◆ Your goal ◆
From the material below, list every line containing "CorsLayer".

◆ Given records ◆
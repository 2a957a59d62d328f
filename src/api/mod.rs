//! HTTP and WebSocket surface.

pub mod error;
pub mod ws;

use std::net::SocketAddr;
use std::sync::Arc;

use axum::{
    extract::{Path, State},
    http::StatusCode,
    response::IntoResponse,
    routing::{get, post},
    Json, Router,
};
use serde::{Deserialize, Serialize};
use serde_json::json;
use tokio_util::sync::CancellationToken;
use tower_http::cors::{Any, CorsLayer};
use tower_http::trace::TraceLayer;
use uuid::Uuid;

use crate::cache::CacheEntry;
use crate::collab::{HashIdentifier, Member, TeamRoster, MAX_CANDIDATES};
use crate::coordinator::{
    Coordinator, CrackRequest, CreateOutcome, HashTypeInfo, JobView, Strategy,
};
use crate::error::CoordinatorError;
use crate::transport::PeerHub;

pub use error::ApiError;

#[derive(Clone)]
pub struct AppState {
    pub coordinator: Arc<Coordinator>,
    pub hub: Arc<PeerHub>,
    pub roster: Arc<TeamRoster>,
    pub identifier: Arc<dyn HashIdentifier>,
}

#[derive(Debug, Serialize, Deserialize)]
#[serde(rename_all = "camelCase")]
pub struct SubmitJobRequest {
    pub team_id: String,
    pub requested_by: String,
    pub hash: String,
    /// Identified from the hash when absent
    #[serde(default)]
    pub hash_type: Option<HashTypeInfo>,
    pub wordlists: Vec<String>,
    #[serde(default)]
    pub strategy: Strategy,
}

#[derive(Debug, Default, Serialize, Deserialize)]
pub struct CancelRequest {
    #[serde(default)]
    pub reason: Option<String>,
}

#[derive(Debug, Serialize, Deserialize)]
pub struct IdentifyRequest {
    pub hash: String,
}

#[derive(Debug, Serialize, Deserialize)]
pub struct IdentifyResponse {
    pub candidates: Vec<HashTypeInfo>,
}

#[derive(Debug, Serialize, Deserialize)]
#[serde(rename_all = "camelCase")]
pub struct CreateTeamRequest {
    pub team_name: String,
    pub user_name: String,
}

#[derive(Debug, Serialize, Deserialize)]
#[serde(rename_all = "camelCase")]
pub struct JoinTeamRequest {
    pub user_name: String,
}

#[derive(Debug, Serialize, Deserialize)]
#[serde(rename_all = "camelCase")]
pub struct TeamMembership {
    pub team_id: String,
    pub user_id: String,
}

pub fn router(state: AppState) -> Router {
    let cors = CorsLayer::new()
        .allow_origin(Any)
        .allow_methods(Any)
        .allow_headers(Any);

    Router::new()
        .route("/health", get(health_handler))
        .route("/api/jobs", get(list_jobs_handler).post(submit_job_handler))
        .route("/api/jobs/:id", get(job_status_handler))
        .route("/api/jobs/:id/cancel", post(cancel_job_handler))
        .route("/api/cache/:fingerprint", get(cache_handler))
        .route("/api/identify", post(identify_handler))
        .route("/api/teams", post(create_team_handler))
        .route("/api/teams/:id/join", post(join_team_handler))
        .route("/api/teams/:id/members", get(members_handler))
        .route("/ws", get(ws::ws_handler))
        .layer(TraceLayer::new_for_http())
        .layer(cors)
        .with_state(state)
}

/// Serve the API until `shutdown` is cancelled.
pub async fn run_api(
    addr: SocketAddr,
    state: AppState,
    shutdown: CancellationToken,
) -> std::io::Result<()> {
    let listener = tokio::net::TcpListener::bind(addr).await?;
    tracing::info!(addr = %addr, "API server listening");

    axum::serve(listener, router(state))
        .with_graceful_shutdown(async move { shutdown.cancelled().await })
        .await
}

async fn health_handler(State(state): State<AppState>) -> impl IntoResponse {
    Json(json!({
        "status": "ok",
        "jobs": state.coordinator.list_jobs().len(),
        "peers": state.hub.connection_count().await,
        "cacheEntries": state.coordinator.cache().len(),
    }))
}

async fn list_jobs_handler(State(state): State<AppState>) -> Json<Vec<JobView>> {
    Json(state.coordinator.list_jobs())
}

async fn submit_job_handler(
    State(state): State<AppState>,
    Json(payload): Json<SubmitJobRequest>,
) -> Result<(StatusCode, Json<CreateOutcome>), ApiError> {
    let hash_type_info = match payload.hash_type {
        Some(info) => info,
        None => pick_hash_type(state.identifier.as_ref(), &payload.hash)?,
    };

    let request = CrackRequest::new(
        payload.team_id,
        payload.requested_by,
        payload.hash,
        hash_type_info,
        payload.wordlists,
    )
    .with_strategy(payload.strategy);

    let outcome = state.coordinator.create_job(request).await?;
    let status = match outcome {
        CreateOutcome::Created { .. } => StatusCode::CREATED,
        _ => StatusCode::OK,
    };
    Ok((status, Json(outcome)))
}

/// Best identified candidate that some engine can attack.
fn pick_hash_type(identifier: &dyn HashIdentifier, hash: &str) -> Result<HashTypeInfo, ApiError> {
    let candidates = identifier.identify(hash);
    candidates
        .into_iter()
        .take(MAX_CANDIDATES)
        .find(HashTypeInfo::has_engine_mapping)
        .ok_or_else(|| {
            CoordinatorError::EngineUnavailable(format!("unidentified hash {}", hash.trim())).into()
        })
}

async fn job_status_handler(
    State(state): State<AppState>,
    Path(id): Path<Uuid>,
) -> Result<Json<JobView>, ApiError> {
    Ok(Json(state.coordinator.get_job_status(id)?))
}

async fn cancel_job_handler(
    State(state): State<AppState>,
    Path(id): Path<Uuid>,
    body: Option<Json<CancelRequest>>,
) -> Result<Json<serde_json::Value>, ApiError> {
    let reason = body
        .and_then(|Json(req)| req.reason)
        .unwrap_or_else(|| "Cancelled by request".to_string());
    let cancelled = state.coordinator.cancel_job(id, &reason).await?;
    Ok(Json(json!({ "jobId": id, "cancelled": cancelled })))
}

async fn cache_handler(
    State(state): State<AppState>,
    Path(fingerprint): Path<String>,
) -> Result<Json<CacheEntry>, ApiError> {
    state
        .coordinator
        .cache()
        .get(&fingerprint)
        .map(Json)
        .ok_or_else(|| ApiError::not_found(format!("No cached result for {}", fingerprint)))
}

async fn identify_handler(
    State(state): State<AppState>,
    Json(payload): Json<IdentifyRequest>,
) -> Json<IdentifyResponse> {
    let mut candidates = state.identifier.identify(&payload.hash);
    candidates.truncate(MAX_CANDIDATES);
    Json(IdentifyResponse { candidates })
}

async fn create_team_handler(
    State(state): State<AppState>,
    Json(payload): Json<CreateTeamRequest>,
) -> Result<(StatusCode, Json<TeamMembership>), ApiError> {
    let (team_id, user_id) = state
        .roster
        .create_team(&payload.team_name, &payload.user_name)?;
    Ok((StatusCode::CREATED, Json(TeamMembership { team_id, user_id })))
}

async fn join_team_handler(
    State(state): State<AppState>,
    Path(team_id): Path<String>,
    Json(payload): Json<JoinTeamRequest>,
) -> Result<Json<TeamMembership>, ApiError> {
    let user_id = state.roster.join_team(&team_id, &payload.user_name)?;
    Ok(Json(TeamMembership { team_id, user_id }))
}

async fn members_handler(
    State(state): State<AppState>,
    Path(team_id): Path<String>,
) -> Result<Json<Vec<Member>>, ApiError> {
    Ok(Json(state.roster.members(&team_id)?))
}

◆ Answer below ◆
use tower_http::cors::{Any, CorsLayer};
    let cors = CorsLayer::new()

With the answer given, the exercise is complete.